E non molti giorni passaron che Rannido, marito di Santina, per suoi bisogni a Bologna camino. E come fu partito, madonna Santina se n’andò al prete con lagrime assai gittando, dicendo: «Omai veggo che converrà che cosa che promessa v’abbia non atenerla, poi che <’l> diavolo del vostro amico m’ha preso a vituperare. E perché a voi ogni cosa dir posso, vi dico che non so da chi s’abbia saputo che ’l mio marito è ito a Bologna, che stanotte essendo innella mia camera, e per lo caldo avea una finestrella assai elta lassata aperta acciò che un pogo di oraggio innella camera dess’e nuda inne’ letto mi stava pensando alla visione che fatta m’avea quando mia madre viddi; e mentre che in tal modo stava, sentì alcuno romoretto alla finestra quasi per modo che <alcuno> dentro entrar volesse; et io, temendo che ladri fusseno per lo tesoro del mio marito, senza che di niente le carni mi coprisse, ignuda de’ letto uscì e chiusi quella finestrella per la quale mi parea che tale entrar dentro volesse. E fattami secura, alla finestra con una palandra alle spalli mi puosi per voler vedere e saper chi fusse. Et essendo la luna piena, quasi come se fusse stato di mezzogiorno, cognovi quel maladetto di chi tanto mi sono doluta essere con una scala venuto et alla finestra l’avea appogiata, né miga se ne serè’ infinto d’entrar dentro se io non fusse savia stata che, senza mettermi (com’ho ditto) alcuno vestimento, riparai (che molte serenno state a vedere quello che era e arenli dato agio, e come entrato fusse dentro, con onesto modo senza vergognarmi <non> l’arei potuto da me partire: certo a me era di necessità gridare o consentire al suo volere, la qual cosa mai [p. 473 modifica]non arei fatto se morta ne dovesse essere stata). Ora potete comprendere come la cosa sta. E vedendolo partire colla scala, la finestra chiusi e non con quella serrata che far solea la notte passata dormii, intanto che pogo sonno mi venne. E pur, passato alquanto della notte et ogni cosa quietata, lo spirito mio fatto suo corso, mi parve vedere che la mia madre mi dicesse: — Figliuola savia, le tuoi messe che hai fatto dire m’hanno molto allegerata la pena. — E così parendomi, vi prego che non restiate di orare per lei; et acciò che meglio possiate esercitare a tali orazioni vi doe questi iii ducati e pregovi che amaestrate l’amico vostro, ché mai per questi fatti più innanzi non vi verrò».

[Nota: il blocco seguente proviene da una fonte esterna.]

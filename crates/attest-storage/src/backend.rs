use async_trait::async_trait;
use attest_types::{
    Address, AttestedProfile, Contract, DeviceAddress, LinkReferral, ProofType, ReceivingAddress,
    ReferralRewardUnit, RewardKind, RewardPayout, RewardUnit, Transaction, TransactionId, UnitId,
};
use chrono::{DateTime, Utc};
use thiserror::Error;

#[derive(Error, Debug)]
pub enum StorageError {
    #[error("Record not found: {0}")]
    NotFound(String),

    #[error("Record already exists: {0}")]
    AlreadyExists(String),

    #[error("Storage backend error: {0}")]
    BackendError(String),

    #[error("Serialization error: {0}")]
    SerializationError(String),

    #[error("IO error: {0}")]
    IoError(#[from] std::io::Error),
}

impl From<serde_json::Error> for StorageError {
    fn from(e: serde_json::Error) -> Self {
        Self::SerializationError(e.to_string())
    }
}

pub type Result<T> = std::result::Result<T, StorageError>;

/// Result of an insert guarded by uniqueness constraints.
#[derive(Debug, Clone, Copy, PartialEq, Eq)]
pub enum InsertOutcome {
    /// The row was written.
    Inserted,
    /// A row with the same primary key already exists; nothing was written.
    AlreadyRecorded,
    /// A secondary uniqueness constraint rejected the row; nothing was written.
    Duplicate,
}

impl InsertOutcome {
    pub fn is_inserted(&self) -> bool {
        matches!(self, InsertOutcome::Inserted)
    }
}

/// Persistence of the bot's own tables.
///
/// Every insert is atomic with respect to its uniqueness constraints: two
/// concurrent inserts of conflicting rows yield exactly one `Inserted`.
#[async_trait]
pub trait RewardStorage: Send + Sync {
    /// Store a newly issued receiving address.
    async fn insert_receiving_address(&self, record: ReceivingAddress) -> Result<InsertOutcome>;

    /// Receiving address issued to a (device, user address, forum id) session.
    async fn find_receiving_address(
        &self,
        device_address: &DeviceAddress,
        user_address: &Address,
        forum_user_id: u64,
    ) -> Result<Option<ReceivingAddress>>;

    async fn get_receiving_address(&self, receiving_address: &Address)
        -> Result<Option<ReceivingAddress>>;

    /// Attach the verified forum profile to a receiving address.
    async fn update_profile(&self, receiving_address: &Address, profile: AttestedProfile)
        -> Result<()>;

    /// Device of the most recently issued receiving address for `user_address`.
    async fn latest_device_for_user(&self, user_address: &Address)
        -> Result<Option<DeviceAddress>>;

    async fn list_receiving_addresses(&self) -> Result<Vec<Address>>;

    /// Record a proof for a receiving address, allocating a new transaction id.
    async fn insert_transaction(
        &self,
        receiving_address: &Address,
        proof_type: ProofType,
        payment_unit: Option<UnitId>,
    ) -> Result<Transaction>;

    async fn get_transaction(&self, transaction_id: TransactionId) -> Result<Option<Transaction>>;

    /// Insert a first-time reward; unique on transaction id and on (user_address, user_id).
    async fn insert_reward_unit(&self, row: RewardUnit) -> Result<InsertOutcome>;

    async fn get_reward_unit(&self, transaction_id: TransactionId) -> Result<Option<RewardUnit>>;

    /// Insert a referral reward; unique on transaction id and on the referred (address, user_id).
    async fn insert_referral_reward_unit(&self, row: ReferralRewardUnit) -> Result<InsertOutcome>;

    async fn get_referral_reward_unit(
        &self,
        transaction_id: TransactionId,
    ) -> Result<Option<ReferralRewardUnit>>;

    /// Reward row of `kind` joined with beneficiary device and vesting contract.
    async fn get_reward_payout(
        &self,
        kind: RewardKind,
        transaction_id: TransactionId,
    ) -> Result<Option<RewardPayout>>;

    /// Stamp the payment unit and date on a reward row.
    async fn mark_reward_sent(
        &self,
        kind: RewardKind,
        transaction_id: TransactionId,
        reward_unit: UnitId,
        reward_date: DateTime<Utc>,
    ) -> Result<()>;

    /// Up to `limit` transaction ids of rows of `kind` with no reward unit yet.
    ///
    /// Rows never retried come first, then the least recently retried, so
    /// rows that keep failing cannot hold the whole batch.
    async fn pending_rewards(&self, kind: RewardKind, limit: usize)
        -> Result<Vec<TransactionId>>;

    /// Remember that a retry of the `kind` row of `transaction_id` failed at `attempted_at`.
    async fn record_retry_attempt(
        &self,
        kind: RewardKind,
        transaction_id: TransactionId,
        attempted_at: DateTime<Utc>,
    ) -> Result<()>;

    async fn get_contract(&self, user_address: &Address) -> Result<Option<Contract>>;

    /// Insert a contract; unique on the beneficiary address.
    async fn insert_contract(&self, contract: Contract) -> Result<InsertOutcome>;

    /// Append a referral hint; an identical (referrer, device, kind) hint is ignored.
    async fn insert_link_referral(&self, referral: LinkReferral) -> Result<InsertOutcome>;

    /// Referral hints for a device, newest first.
    async fn link_referrals_for_device(&self, device_address: &DeviceAddress)
        -> Result<Vec<LinkReferral>>;
}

Lo prete lieto per li ducati e malcontento di quello che li ha ditto dell’amico suo, e licenziata <la donna>, non molto di lungi era la donna, quando l’amante giunse a prete Montone. Il quale come dinanti da lui fu, lo prete l’incorniciò a dire villania, dicendoli: «Traditore, or come hai ardimento di venirmi dinanti? A dire che abbi fatto contra tutto ciò che promesso m’hai, di non andare dov’è quella onestissima donna e più che beata; e tu come cattivo non curando né di Dio né del diaule, per seguire il tuo apetito cattivo, ora che sentito hai che Renaldo, marito di <madonna> Santina — che ben si può dire madonna la santa! — <è ito a Bologna>, una scala alla finestra della camera per dentro vituperosamente intrare appogiasti; né già non rimase da te che dentro non intrasti, se non che ella, donna savia, nuda di letto uscìo per chiudere alcuna finestrella acciò che dentro entrar non potesse; e se non che a me, come altra volta ti dissi, mi promisse di non dolersene, arè’ gridato. E tu, cattivello isvergognato, celare nol puoi, però ch’ella ti vidde per lo chiarore grande della luna, che ben m’ha ditto tutto ciò che facesti: che non potendo di celato dentro a lei entrare, la scala che portato avei in collo te la mettesti et innella malora te ne andasti. E pertanto ti dico, poi che a tuo senno far vuoi, io mi ti scuso, che a lei dirò che questa cosa non tegna più celata, e tu a me innanti non m’aparire».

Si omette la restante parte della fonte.